* Exercise prompt
For the entries that follow, count the lines containing the string "revenue" and write only the number.

* Dataset records
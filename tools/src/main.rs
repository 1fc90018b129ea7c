//! impact-runner: headless front end for the impact engine.
//!
//! Usage:
//!   impact-runner --sector MIN --amount 100 --years 10 --scenario base --seed 42
//!   impact-runner --ipc-mode --data-dir ./data

use anyhow::{anyhow, Result};
use chrono::{DateTime, Utc};
use impact_core::{
    config::EngineConfig,
    engine::{ImpactEngine, ImpactReport},
    error::{ImpactError, ImpactResult},
    model::ImpactModel,
    roi_timeline_model::{DiscountedValue, RoiTimeline},
    types::{InvestmentScenario, ScenarioKind},
};
use std::env;
use std::io::{self, BufRead, Write};
use uuid::Uuid;

#[derive(serde::Deserialize)]
#[serde(tag = "type", rename_all = "snake_case")]
enum IpcCommand {
    JobCreation(InvestmentScenario),
    GdpContribution(InvestmentScenario),
    GdpProjection(InvestmentScenario),
    MultiplierEffect(InvestmentScenario),
    RoiTimeline(InvestmentScenario),
    MonteCarlo(InvestmentScenario),
    Report(InvestmentScenario),
    Sectors,
    Quit,
}

#[derive(serde::Serialize)]
struct IpcResponse {
    request_id: String,
    generated_at: DateTime<Utc>,
    #[serde(skip_serializing_if = "Option::is_none")]
    result: Option<serde_json::Value>,
    #[serde(skip_serializing_if = "Option::is_none")]
    error: Option<IpcError>,
}

#[derive(serde::Serialize)]
struct IpcError {
    code: String,
    field: Option<String>,
    message: String,
}

impl From<&ImpactError> for IpcError {
    fn from(e: &ImpactError) -> Self {
        Self {
            code: e.code().to_string(),
            field: e.field().map(str::to_string),
            message: e.to_string(),
        }
    }
}

#[derive(serde::Serialize)]
struct RoiResponse<'a> {
    #[serde(flatten)]
    timeline: &'a RoiTimeline,
    discounted_npv: Vec<DiscountedValue>,
    irr: Option<f64>,
}

fn main() -> Result<()> {
    env_logger::init();

    let args: Vec<String> = env::args().collect();
    let ipc_mode = args.iter().any(|a| a == "--ipc-mode");
    let data_dir = parse_arg(&args, "--data-dir", "./data".to_string())?;

    let config = EngineConfig::load(&data_dir)?;
    let engine = ImpactEngine::build(config);

    if ipc_mode {
        run_ipc_loop(&engine)
    } else {
        let scenario = scenario_from_args(&args)?;
        let report = engine.run(&scenario)?;
        print_summary(&report);
        Ok(())
    }
}

fn scenario_from_args(args: &[String]) -> Result<InvestmentScenario> {
    let sector = parse_arg(args, "--sector", "MIN".to_string())?;
    let scenario_kind = parse_arg(args, "--scenario", ScenarioKind::default())?;

    let mut scenario = InvestmentScenario::new(
        parse_arg(args, "--amount", 100.0f64)?,
        sector,
        parse_arg(args, "--years", 10u32)?,
    )
    .with_scenario(scenario_kind)
    .with_sez(args.iter().any(|a| a == "--sez"));

    if let Some(n) = parse_opt(args, "--simulations")? {
        scenario = scenario.with_simulations(n);
    }
    if let Some(seed) = parse_opt(args, "--seed")? {
        scenario = scenario.with_seed(seed);
    }
    Ok(scenario)
}

fn run_ipc_loop(engine: &ImpactEngine) -> Result<()> {
    let stdin = io::stdin();
    let mut stdout = io::stdout();
    let mut handle = stdin.lock();
    let mut buffer = String::new();

    loop {
        buffer.clear();
        let bytes_read = handle.read_line(&mut buffer)?;
        if bytes_read == 0 {
            break; // EOF
        }
        if buffer.trim().is_empty() {
            continue;
        }

        let (request_id, parsed) = parse_request(&buffer);
        let outcome = match parsed {
            Ok(IpcCommand::Quit) => break,
            Ok(cmd) => handle_command(engine, cmd),
            Err(e) => Err(e),
        };

        let response = match outcome {
            Ok(result) => IpcResponse {
                request_id,
                generated_at: Utc::now(),
                result: Some(result),
                error: None,
            },
            Err(e) => {
                log::warn!("request {request_id} failed: {e}");
                IpcResponse {
                    request_id,
                    generated_at: Utc::now(),
                    result: None,
                    error: Some(IpcError::from(&e)),
                }
            }
        };
        writeln!(stdout, "{}", serde_json::to_string(&response)?)?;
        stdout.flush()?;
    }
    Ok(())
}

/// Split a request line into its id (client supplied or generated) and command.
fn parse_request(line: &str) -> (String, ImpactResult<IpcCommand>) {
    let value: serde_json::Value = match serde_json::from_str(line) {
        Ok(v) => v,
        Err(e) => return (Uuid::new_v4().to_string(), Err(e.into())),
    };
    let request_id = value
        .get("request_id")
        .and_then(|v| v.as_str())
        .map(str::to_string)
        .unwrap_or_else(|| Uuid::new_v4().to_string());
    let cmd = serde_json::from_value(value).map_err(ImpactError::from);
    (request_id, cmd)
}

fn handle_command(engine: &ImpactEngine, cmd: IpcCommand) -> ImpactResult<serde_json::Value> {
    let value = match cmd {
        IpcCommand::JobCreation(s) => serde_json::to_value(engine.jobs.evaluate(&s)?)?,
        IpcCommand::GdpContribution(s) => serde_json::to_value(engine.gdp.evaluate(&s)?)?,
        IpcCommand::GdpProjection(s) => {
            serde_json::to_value(engine.gdp.project(s.amount, &s.sector_code, s.horizon_years)?)?
        }
        IpcCommand::MultiplierEffect(s) => serde_json::to_value(engine.multiplier.evaluate(&s)?)?,
        IpcCommand::RoiTimeline(s) => {
            let timeline = engine.roi.evaluate(&s)?;
            serde_json::to_value(RoiResponse {
                timeline: &timeline,
                discounted_npv: timeline.npv_table(),
                irr: timeline.irr(),
            })?
        }
        IpcCommand::MonteCarlo(s) => serde_json::to_value(engine.monte_carlo.evaluate(&s)?)?,
        IpcCommand::Report(s) => serde_json::to_value(engine.run(&s)?)?,
        IpcCommand::Sectors => serde_json::to_value(engine.sectors().codes())?,
        IpcCommand::Quit => serde_json::Value::Null,
    };
    Ok(value)
}

fn print_summary(report: &ImpactReport) {
    let s = &report.scenario;
    println!("=== INVESTMENT ===");
    println!("  sector:       {}", s.sector_code);
    println!("  amount:       ${:.1}M", s.amount);
    println!("  horizon:      {} years", s.horizon_years);
    println!("  scenario:     {}", s.scenario);
    println!("  SEZ:          {}", s.is_sez);

    let j = &report.jobs;
    println!();
    println!("=== JOB CREATION ===");
    println!("  direct:       {}", j.direct);
    println!("  indirect:     {}", j.indirect);
    println!("  induced:      {}", j.induced);
    println!("  total:        {}", j.total);
    println!("  cost per job: ${}", j.cost_per_job);
    let skills = &j.skills_distribution;
    println!(
        "  skills:       {:.0}% unskilled, {:.0}% semi-skilled, {:.0}% skilled, {:.0}% professional",
        skills.unskilled, skills.semi_skilled, skills.skilled, skills.professional
    );
    println!(
        "  gender:       {:.1}% male / {:.1}% female",
        j.gender_split.male, j.gender_split.female
    );

    let g = &report.gdp;
    println!();
    println!("=== GDP CONTRIBUTION ===");
    println!("  direct:       ${:.1}M", g.direct);
    println!("  indirect:     ${:.1}M", g.indirect);
    println!("  total:        ${:.1}M ({:.4}% of GDP)", g.total, g.gdp_percentage);
    println!("  tax revenue:  ${:.1}M", g.tax_revenue);
    println!("  forex:        ${:.1}M", g.forex_generation);
    if let Some(last) = report.gdp_projection.years.last() {
        println!("  cumulative over {} years: ${:.1}M", last.year, last.cumulative);
    }

    let m = &report.multiplier;
    println!();
    println!("=== MULTIPLIER EFFECT ===");
    println!("  direct:       ${:.1}M", m.direct);
    println!("  indirect:     ${:.1}M", m.indirect);
    println!("  induced:      ${:.1}M", m.induced);
    println!("  jobs:         {}", m.total_jobs);
    println!("  tax revenue:  ${:.1}M", m.tax_revenue);

    let r = &report.roi;
    println!();
    println!("=== ROI TIMELINE ===");
    for p in &r.points {
        println!(
            "  Y{:<2} | Return: ${:>8.1}M | Net: ${:>8.1}M",
            p.year, p.cumulative_return, p.net_cash_flow
        );
    }
    println!("  nominal return rate:    {:.1}%", r.nominal_return_rate);
    if r.payback_reached {
        println!("  payback year:           {}", r.payback_year);
    } else {
        println!("  payback year:           not within {} years", r.payback_year);
    }
    println!("  terminal net cash flow: ${:.1}M", r.terminal_net_cash_flow);
    for d in r.npv_table() {
        println!("  NPV @ {:>4.1}%:            ${:.1}M", d.rate * 100.0, d.npv);
    }
    match r.irr() {
        Some(irr) => println!("  IRR:                    {:.2}%", irr * 100.0),
        None => println!("  IRR:                    n/a"),
    }

    let mc = &report.monte_carlo;
    println!();
    println!("=== MONTE CARLO ({} runs, seed {}) ===", mc.num_simulations, mc.seed);
    println!("  mean:         ${:.1}M", mc.mean);
    println!("  median:       ${:.1}M", mc.median);
    println!("  std dev:      ${:.1}M", mc.stddev);
    println!("  p5 / p95:     ${:.1}M / ${:.1}M", mc.p5, mc.p95);
    println!("  VaR 95%:      ${:.1}M", mc.var95);
    println!("  exp. shortfall: ${:.1}M", mc.expected_shortfall);
}

fn parse_arg<T>(args: &[String], flag: &str, default: T) -> Result<T>
where
    T: std::str::FromStr,
    T::Err: std::fmt::Display,
{
    Ok(parse_opt(args, flag)?.unwrap_or(default))
}

/// Value of `flag`, if given. A flag with a missing or unparseable value is an error.
fn parse_opt<T>(args: &[String], flag: &str) -> Result<Option<T>>
where
    T: std::str::FromStr,
    T::Err: std::fmt::Display,
{
    if args.last().is_some_and(|a| a == flag) {
        return Err(anyhow!("{flag} requires a value"));
    }
    args.windows(2)
        .find(|w| w[0] == flag)
        .map(|w| {
            w[1].parse::<T>()
                .map_err(|e| anyhow!("invalid value '{}' for {flag}: {e}", w[1]))
        })
        .transpose()
}

#[cfg(test)]
mod tests {
    use super::*;

    fn args(list: &[&str]) -> Vec<String> {
        std::iter::once("impact-runner")
            .chain(list.iter().copied())
            .map(String::from)
            .collect()
    }

    #[test]
    fn flags_build_the_scenario() {
        let s = scenario_from_args(&args(&[
            "--sector", "ict", "--amount", "42.5", "--years", "7",
            "--scenario", "pessimistic", "--sez", "--simulations", "500", "--seed", "9",
        ]))
        .unwrap();

        assert_eq!(s.sector_code, "ict");
        assert_eq!(s.amount, 42.5);
        assert_eq!(s.horizon_years, 7);
        assert_eq!(s.scenario, ScenarioKind::Pessimistic);
        assert!(s.is_sez);
        assert_eq!(s.num_simulations, Some(500));
        assert_eq!(s.seed, Some(9));
    }

    #[test]
    fn absent_flags_take_defaults() {
        let s = scenario_from_args(&args(&[])).unwrap();

        assert_eq!(s.sector_code, "MIN");
        assert_eq!(s.amount, 100.0);
        assert_eq!(s.horizon_years, 10);
        assert_eq!(s.num_simulations, None);
        assert_eq!(s.seed, None);
    }

    #[test]
    fn unparseable_values_are_errors() {
        for (flag, value) in [
            ("--amount", "abc"),
            ("--years", "foo"),
            ("--seed", "x"),
            ("--simulations", "-1"),
            ("--scenario", "bogus"),
        ] {
            let err = scenario_from_args(&args(&[flag, value])).unwrap_err();
            let msg = err.to_string();
            assert!(msg.contains(flag), "{flag}: {msg}");
        }
    }

    #[test]
    fn trailing_flag_without_value_is_an_error() {
        let err = scenario_from_args(&args(&["--amount"])).unwrap_err();

        assert!(err.to_string().contains("--amount requires a value"));
    }
}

* Exercise answer
2